To investigate the associations between microglia-specific gene MS4A6A and Alzheimer's disease and the underlying mechanisms.

Background:

Genetic polymorphisms are associated with altered risks of AD onset, pointing to biological processes and potential targets for interventions. Consistent with the important roles of microglia in AD development, genetic mutations of several genes expressed on microglia have been identified as risks for AD. Emerging evidence indicate that the expression of a microglia-specific gene MS4A6A is thought to be associated with AD, since AD patients show upregulation of MS4A6A, and its levels correlate with the severity of clinical neuropathology. However, the mechanism linking MS4A6A and AD has not been experimentally studied.

Design/Methods:

We performed a meta genome-wide association analysis with 734,121 subjects to examine the associations between polymorphisms of MS4A6A with AD risks. In addition, we analyzed the correlation between MS4A6A and AD-related cerebrospinal fluid biomarkers from our own cohort. Furthermore, we for the first time generated a Ms4a6d deficient APP/PS1 model, and systematically examined pathological changes using high-resolution microscopy, biochemistry, and behavioral analysis.

Results:

We identified several new mutations of MS4A6A with altered AD risks and discovered specific correlation for some of them with the amount of β-amyloid in cerebrospinal fluid. Protective variant of MS4A6A is associated with elevated expression of the gene.
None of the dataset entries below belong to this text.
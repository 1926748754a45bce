//! Reusable Dioxus RSX components for the launch dashboard.

mod chart_container;
mod dashboard_title;
mod error_display;
mod loading_spinner;
mod payload_range_slider;
mod site_selector;

pub use chart_container::ChartContainer;
pub use dashboard_title::DashboardTitle;
pub use error_display::ErrorDisplay;
pub use loading_spinner::LoadingSpinner;
pub use payload_range_slider::PayloadRangeSlider;
pub use site_selector::SiteSelector;
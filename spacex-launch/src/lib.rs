pub mod launch_record;
pub mod launch_site;
pub mod outcome;
pub mod payload_range;
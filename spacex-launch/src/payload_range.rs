use anyhow::bail;
use serde::{Deserialize, Serialize};

/// Payload slider lower end (kg).
pub const SLIDER_MIN: u32 = 0;
/// Payload slider upper end (kg).
pub const SLIDER_MAX: u32 = 10_000;
/// Payload slider step (kg).
pub const SLIDER_STEP: u32 = 1_000;
/// Labelled slider positions.
pub const SLIDER_MARKS: [u32; 3] = [0, 5_000, 10_000];

/// Inclusive payload mass interval in kilograms.
#[derive(Debug, Clone, Copy, PartialEq, Serialize, Deserialize)]
pub struct PayloadRange {
    pub low: f64,
    pub high: f64,
}

impl PayloadRange {
    /// Build a range; bounds given in the wrong order are swapped.
    pub fn new(low: f64, high: f64) -> Self {
        if low <= high {
            Self { low, high }
        } else {
            Self { low: high, high: low }
        }
    }

    /// Build a range from user-supplied bounds, rejecting NaN and infinities.
    pub fn try_new(low: f64, high: f64) -> anyhow::Result<Self> {
        check_bound("low", low)?;
        check_bound("high", high)?;
        Ok(Self::new(low, high))
    }

    /// The full slider span.
    pub fn slider_span() -> Self {
        Self::new(SLIDER_MIN as f64, SLIDER_MAX as f64)
    }

    pub fn contains(&self, payload_mass_kg: f64) -> bool {
        self.low <= payload_mass_kg && payload_mass_kg <= self.high
    }
}

/// A payload bound must be a finite number of kilograms.
pub fn check_bound(name: &str, value: f64) -> anyhow::Result<f64> {
    if !value.is_finite() {
        bail!("payload bound {} must be a finite number, got {}", name, value);
    }
    Ok(value)
}

impl Default for PayloadRange {
    fn default() -> Self {
        Self::slider_span()
    }
}

#[cfg(test)]
mod tests {
    use super::{check_bound, PayloadRange};

    #[test]
    fn test_contains_is_inclusive() {
        let range = PayloadRange::new(1000.0, 5000.0);
        assert!(range.contains(1000.0));
        assert!(range.contains(5000.0));
        assert!(range.contains(2500.5));
        assert!(!range.contains(999.9));
        assert!(!range.contains(5000.1));
    }

    #[test]
    fn test_new_swaps_reversed_bounds() {
        let range = PayloadRange::new(8000.0, 2000.0);
        assert_eq!(range.low, 2000.0);
        assert_eq!(range.high, 8000.0);
    }

    #[test]
    fn test_degenerate_range() {
        let range = PayloadRange::new(500.0, 500.0);
        assert!(range.contains(500.0));
        assert!(!range.contains(500.5));
    }

    #[test]
    fn test_try_new_rejects_non_finite_bounds() {
        let err = PayloadRange::try_new(f64::NAN, 9600.0).unwrap_err();
        assert!(err.to_string().contains("low"));
        let err = PayloadRange::try_new(0.0, f64::INFINITY).unwrap_err();
        assert!(err.to_string().contains("high"));
        assert!(check_bound("low", f64::NEG_INFINITY).is_err());
    }

    #[test]
    fn test_try_new_swaps_like_new() {
        let range = PayloadRange::try_new(9600.0, 0.0).unwrap();
        assert_eq!(range, PayloadRange::new(0.0, 9600.0));
    }

    #[test]
    fn test_slider_span() {
        let range = PayloadRange::default();
        assert_eq!(range.low, 0.0);
        assert_eq!(range.high, 10000.0);
    }
}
Deficient Ms4a6d led to markedly diminished microglia envelopment and phagocytosis of amyloid, leading to increased plaque burden, less compact structure, and more severe synaptic damage. Importantly, Ms4a6d deficiency markedly exacerbated inflammatory responses in both microglia and astrocytes  by disinhibiting NF-κB signaling. Overexpressing MS4A6A promoted gene expression related to plaque-associated responses and diminished inflammation signatures.

Conclusions:

Our findings reveal that Ms4a6d deficiency suppresses neuroprotection and worsens neuroinflammation, making it superior than previously reported candidates for microglia modulation. Thus, the elevated MS4A6A levels in AD are likely compensatory and boosting MS4A6A could be an effective treatment.